(DATA UNDER STUDY)
⁂
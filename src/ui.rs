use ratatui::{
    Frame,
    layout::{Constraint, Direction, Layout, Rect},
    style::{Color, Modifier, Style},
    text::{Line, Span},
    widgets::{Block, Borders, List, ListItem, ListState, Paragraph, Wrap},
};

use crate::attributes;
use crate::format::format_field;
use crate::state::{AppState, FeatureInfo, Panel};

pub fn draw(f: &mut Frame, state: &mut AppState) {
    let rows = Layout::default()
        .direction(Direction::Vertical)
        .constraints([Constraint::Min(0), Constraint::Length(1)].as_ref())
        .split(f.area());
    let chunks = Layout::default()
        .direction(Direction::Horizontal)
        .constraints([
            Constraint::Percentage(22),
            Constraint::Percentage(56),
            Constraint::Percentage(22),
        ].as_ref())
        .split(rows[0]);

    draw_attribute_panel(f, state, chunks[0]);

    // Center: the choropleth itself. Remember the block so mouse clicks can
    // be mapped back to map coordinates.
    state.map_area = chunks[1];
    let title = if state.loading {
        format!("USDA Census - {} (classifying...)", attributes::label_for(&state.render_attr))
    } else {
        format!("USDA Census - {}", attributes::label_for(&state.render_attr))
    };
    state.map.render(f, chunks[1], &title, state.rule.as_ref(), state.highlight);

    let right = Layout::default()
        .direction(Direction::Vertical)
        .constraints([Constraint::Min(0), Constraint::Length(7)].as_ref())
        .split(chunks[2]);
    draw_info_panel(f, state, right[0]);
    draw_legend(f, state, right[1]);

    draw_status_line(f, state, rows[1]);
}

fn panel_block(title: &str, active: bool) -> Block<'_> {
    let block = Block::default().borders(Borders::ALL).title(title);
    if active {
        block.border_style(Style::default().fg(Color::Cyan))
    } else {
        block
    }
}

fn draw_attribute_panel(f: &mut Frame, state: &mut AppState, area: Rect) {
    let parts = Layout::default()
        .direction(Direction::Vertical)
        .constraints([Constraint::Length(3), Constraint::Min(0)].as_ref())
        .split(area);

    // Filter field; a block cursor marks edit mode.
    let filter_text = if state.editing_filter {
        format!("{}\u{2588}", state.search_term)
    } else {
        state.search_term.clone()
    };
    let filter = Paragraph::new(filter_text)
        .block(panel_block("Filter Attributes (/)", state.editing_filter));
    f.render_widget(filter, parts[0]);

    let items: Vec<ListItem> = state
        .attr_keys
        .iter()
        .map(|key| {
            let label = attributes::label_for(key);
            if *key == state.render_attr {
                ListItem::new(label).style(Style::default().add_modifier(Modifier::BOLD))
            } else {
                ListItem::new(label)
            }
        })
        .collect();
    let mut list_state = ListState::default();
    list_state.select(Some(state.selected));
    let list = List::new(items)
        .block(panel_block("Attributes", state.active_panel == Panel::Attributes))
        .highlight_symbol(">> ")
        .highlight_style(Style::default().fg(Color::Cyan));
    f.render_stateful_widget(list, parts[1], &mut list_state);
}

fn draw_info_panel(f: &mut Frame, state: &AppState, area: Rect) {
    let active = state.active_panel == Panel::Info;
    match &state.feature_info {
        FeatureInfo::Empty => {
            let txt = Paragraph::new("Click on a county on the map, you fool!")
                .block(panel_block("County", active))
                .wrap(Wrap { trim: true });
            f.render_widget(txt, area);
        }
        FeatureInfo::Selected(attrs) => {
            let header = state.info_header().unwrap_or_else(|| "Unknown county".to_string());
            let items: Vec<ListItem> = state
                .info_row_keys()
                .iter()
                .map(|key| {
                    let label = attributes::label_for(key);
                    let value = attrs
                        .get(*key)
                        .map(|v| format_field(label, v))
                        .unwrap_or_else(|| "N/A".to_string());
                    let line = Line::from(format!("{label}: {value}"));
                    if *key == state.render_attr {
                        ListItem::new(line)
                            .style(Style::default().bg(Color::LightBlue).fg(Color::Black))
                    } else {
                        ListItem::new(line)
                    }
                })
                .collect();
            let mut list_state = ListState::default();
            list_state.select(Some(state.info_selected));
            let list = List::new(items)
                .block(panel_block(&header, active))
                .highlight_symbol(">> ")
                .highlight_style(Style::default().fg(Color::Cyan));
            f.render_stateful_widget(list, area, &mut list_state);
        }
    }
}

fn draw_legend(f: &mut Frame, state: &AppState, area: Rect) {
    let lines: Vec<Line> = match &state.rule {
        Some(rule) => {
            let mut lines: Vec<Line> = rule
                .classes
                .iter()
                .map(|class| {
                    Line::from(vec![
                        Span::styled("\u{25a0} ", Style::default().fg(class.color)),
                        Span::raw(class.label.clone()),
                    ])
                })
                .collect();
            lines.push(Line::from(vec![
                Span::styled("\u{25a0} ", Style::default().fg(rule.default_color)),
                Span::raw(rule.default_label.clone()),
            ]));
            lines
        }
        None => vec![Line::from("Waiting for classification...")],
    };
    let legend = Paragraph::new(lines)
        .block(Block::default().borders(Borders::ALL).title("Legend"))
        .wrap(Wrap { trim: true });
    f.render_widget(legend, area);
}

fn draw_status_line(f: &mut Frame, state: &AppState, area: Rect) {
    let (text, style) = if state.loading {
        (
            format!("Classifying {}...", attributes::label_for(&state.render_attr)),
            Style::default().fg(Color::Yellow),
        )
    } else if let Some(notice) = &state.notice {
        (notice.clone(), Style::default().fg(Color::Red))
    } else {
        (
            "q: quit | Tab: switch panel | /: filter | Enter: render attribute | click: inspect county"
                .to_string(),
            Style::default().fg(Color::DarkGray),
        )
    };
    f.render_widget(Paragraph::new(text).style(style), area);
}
⁂
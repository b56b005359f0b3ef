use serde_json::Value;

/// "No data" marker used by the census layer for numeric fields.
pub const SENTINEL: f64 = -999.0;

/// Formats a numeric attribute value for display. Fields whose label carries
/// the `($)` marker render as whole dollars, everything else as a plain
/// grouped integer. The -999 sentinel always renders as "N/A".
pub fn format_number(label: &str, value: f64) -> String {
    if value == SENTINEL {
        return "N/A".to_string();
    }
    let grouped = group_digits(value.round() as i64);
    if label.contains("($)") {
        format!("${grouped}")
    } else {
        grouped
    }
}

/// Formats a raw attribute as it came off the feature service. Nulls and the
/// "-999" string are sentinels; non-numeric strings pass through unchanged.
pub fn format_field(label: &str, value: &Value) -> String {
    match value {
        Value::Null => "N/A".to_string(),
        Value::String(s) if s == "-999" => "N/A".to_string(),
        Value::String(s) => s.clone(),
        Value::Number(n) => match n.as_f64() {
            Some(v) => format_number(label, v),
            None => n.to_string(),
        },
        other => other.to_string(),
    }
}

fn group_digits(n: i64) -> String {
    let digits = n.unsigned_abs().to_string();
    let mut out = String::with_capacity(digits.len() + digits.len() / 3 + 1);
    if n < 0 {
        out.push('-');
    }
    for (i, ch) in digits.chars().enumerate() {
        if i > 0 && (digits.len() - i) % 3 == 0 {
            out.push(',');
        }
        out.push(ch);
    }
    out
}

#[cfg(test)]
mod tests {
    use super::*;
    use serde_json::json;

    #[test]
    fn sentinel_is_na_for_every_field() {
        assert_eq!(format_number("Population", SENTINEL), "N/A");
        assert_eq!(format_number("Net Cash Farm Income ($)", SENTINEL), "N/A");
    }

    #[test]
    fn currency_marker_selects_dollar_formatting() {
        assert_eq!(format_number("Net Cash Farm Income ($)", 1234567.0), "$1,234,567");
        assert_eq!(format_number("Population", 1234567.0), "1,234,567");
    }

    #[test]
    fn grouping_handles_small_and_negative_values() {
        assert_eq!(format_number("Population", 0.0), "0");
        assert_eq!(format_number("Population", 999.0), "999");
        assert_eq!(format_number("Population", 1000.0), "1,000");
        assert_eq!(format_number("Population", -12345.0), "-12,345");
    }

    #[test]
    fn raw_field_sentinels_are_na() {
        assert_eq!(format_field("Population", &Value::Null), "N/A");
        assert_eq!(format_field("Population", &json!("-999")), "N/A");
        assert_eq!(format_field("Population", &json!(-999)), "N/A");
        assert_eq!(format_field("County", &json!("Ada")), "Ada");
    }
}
⁂
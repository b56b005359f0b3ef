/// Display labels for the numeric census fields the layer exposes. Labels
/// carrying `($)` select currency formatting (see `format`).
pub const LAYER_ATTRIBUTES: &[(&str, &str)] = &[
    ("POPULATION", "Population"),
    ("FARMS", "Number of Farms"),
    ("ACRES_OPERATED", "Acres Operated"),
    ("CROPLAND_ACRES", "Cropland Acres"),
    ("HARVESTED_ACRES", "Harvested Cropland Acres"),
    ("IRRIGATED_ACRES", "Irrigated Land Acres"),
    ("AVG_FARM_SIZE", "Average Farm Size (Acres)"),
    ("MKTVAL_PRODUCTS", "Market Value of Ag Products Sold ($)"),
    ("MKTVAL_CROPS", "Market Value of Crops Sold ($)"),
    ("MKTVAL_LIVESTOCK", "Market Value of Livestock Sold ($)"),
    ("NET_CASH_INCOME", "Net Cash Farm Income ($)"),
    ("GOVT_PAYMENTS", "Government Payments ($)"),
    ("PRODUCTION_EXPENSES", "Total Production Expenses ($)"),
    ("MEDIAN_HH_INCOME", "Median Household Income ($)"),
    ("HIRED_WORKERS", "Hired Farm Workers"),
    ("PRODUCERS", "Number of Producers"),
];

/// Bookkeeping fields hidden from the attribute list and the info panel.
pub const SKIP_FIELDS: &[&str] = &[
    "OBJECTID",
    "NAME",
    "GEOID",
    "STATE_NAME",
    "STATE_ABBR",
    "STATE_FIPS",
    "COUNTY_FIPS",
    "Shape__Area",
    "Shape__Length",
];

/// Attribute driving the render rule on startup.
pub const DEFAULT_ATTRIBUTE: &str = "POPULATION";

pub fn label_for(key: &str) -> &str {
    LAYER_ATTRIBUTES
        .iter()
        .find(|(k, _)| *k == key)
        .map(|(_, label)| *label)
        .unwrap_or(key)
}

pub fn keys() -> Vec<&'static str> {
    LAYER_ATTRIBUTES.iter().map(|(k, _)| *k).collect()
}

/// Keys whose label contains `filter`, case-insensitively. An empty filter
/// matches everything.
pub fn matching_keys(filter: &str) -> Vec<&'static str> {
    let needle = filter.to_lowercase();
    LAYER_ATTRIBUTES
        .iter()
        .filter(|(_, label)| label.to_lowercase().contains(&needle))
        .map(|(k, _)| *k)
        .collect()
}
⁂
(PROBLEM REQUIREMENTS)
Output exactly the lines of the material above from the one containing "pub const LAYER_ATTRIBUTES: &[(&str, &str)]" up to and including the one containing "Value of Crops".

(RESPONSE BELOW)
pub const LAYER_ATTRIBUTES: &[(&str, &str)] = &[
    ("POPULATION", "Population"),
    ("FARMS", "Number of Farms"),
    ("ACRES_OPERATED", "Acres Operated"),
    ("CROPLAND_ACRES", "Cropland Acres"),
    ("HARVESTED_ACRES", "Harvested Cropland Acres"),
    ("IRRIGATED_ACRES", "Irrigated Land Acres"),
    ("AVG_FARM_SIZE", "Average Farm Size (Acres)"),
    ("MKTVAL_PRODUCTS", "Market Value of Ag Products Sold ($)"),
    ("MKTVAL_CROPS", "Market Value of Crops Sold ($)"),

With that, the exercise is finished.